*PROBLEM TO SOLVE:*
Print all the data, keeping every line exactly as it is.

-- SOURCE MATERIAL follows --

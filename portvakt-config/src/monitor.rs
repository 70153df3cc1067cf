//! Monitored service and escalation threshold.

use serde::{Deserialize, Serialize};
use validator::{self, Validate};

/// Monitoring parameters. Immutable once the configuration is loaded.
#[derive(Debug, Serialize, Deserialize, Validate, Clone)]
pub struct MonitorConfig {
    /// Port of the service whose authentication failures are watched.
    #[validate(range(min = 1))]
    #[serde(default = "default_port")]
    pub port: u16,

    /// Failed attempts from one address before it is blocked.
    #[validate(range(min = 1, max = 1000))]
    #[serde(default = "default_failure_threshold")]
    pub failure_threshold: u32,
}

fn default_port() -> u16 {
    81
}
fn default_failure_threshold() -> u32 {
    3
}

impl Default for MonitorConfig {
    fn default() -> Self {
        Self {
            port: default_port(),
            failure_threshold: default_failure_threshold(),
        }
    }
}

#[cfg(test)]
mod tests {
    use super::*;
    use validator::Validate;

    #[test]
    fn valid_default_monitor_config() {
        let config = MonitorConfig::default();
        config.validate().expect("Default config should be valid");
    }

    #[test]
    fn invalid_thresholds() {
        let mut config = MonitorConfig::default();
        config.failure_threshold = 0;
        assert!(config.validate().is_err());
    }

    #[test]
    fn invalid_port() {
        let config = MonitorConfig {
            port: 0,
            ..MonitorConfig::default()
        };
        assert!(config.validate().is_err());
    }
}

-- SOURCE MATERIAL concluded --

*THE ANSWER:*
filename portvakt-config/src/monitor.rs
repository 70153df3cc1067cf
//! Monitored service and escalation threshold.

use serde::{Deserialize, Serialize};
use validator::{self, Validate};

/// Monitoring parameters. Immutable once the configuration is loaded.
#[derive(Debug, Serialize, Deserialize, Validate, Clone)]
pub struct MonitorConfig {
    /// Port of the service whose authentication failures are watched.
    #[validate(range(min = 1))]
    #[serde(default = "default_port")]
    pub port: u16,

    /// Failed attempts from one address before it is blocked.
    #[validate(range(min = 1, max = 1000))]
    #[serde(default = "default_failure_threshold")]
    pub failure_threshold: u32,
}

fn default_port() -> u16 {
    81
}
fn default_failure_threshold() -> u32 {
    3
}

impl Default for MonitorConfig {
    fn default() -> Self {
        Self {
            port: default_port(),
            failure_threshold: default_failure_threshold(),
        }
    }
}

#[cfg(test)]
mod tests {
    use super::*;
    use validator::Validate;

    #[test]
    fn valid_default_monitor_config() {
        let config = MonitorConfig::default();
        config.validate().expect("Default config should be valid");
    }

    #[test]
    fn invalid_thresholds() {
        let mut config = MonitorConfig::default();
        config.failure_threshold = 0;
        assert!(config.validate().is_err());
    }

    #[test]
    fn invalid_port() {
        let config = MonitorConfig {
            port: 0,
            ..MonitorConfig::default()
        };
        assert!(config.validate().is_err());
    }
}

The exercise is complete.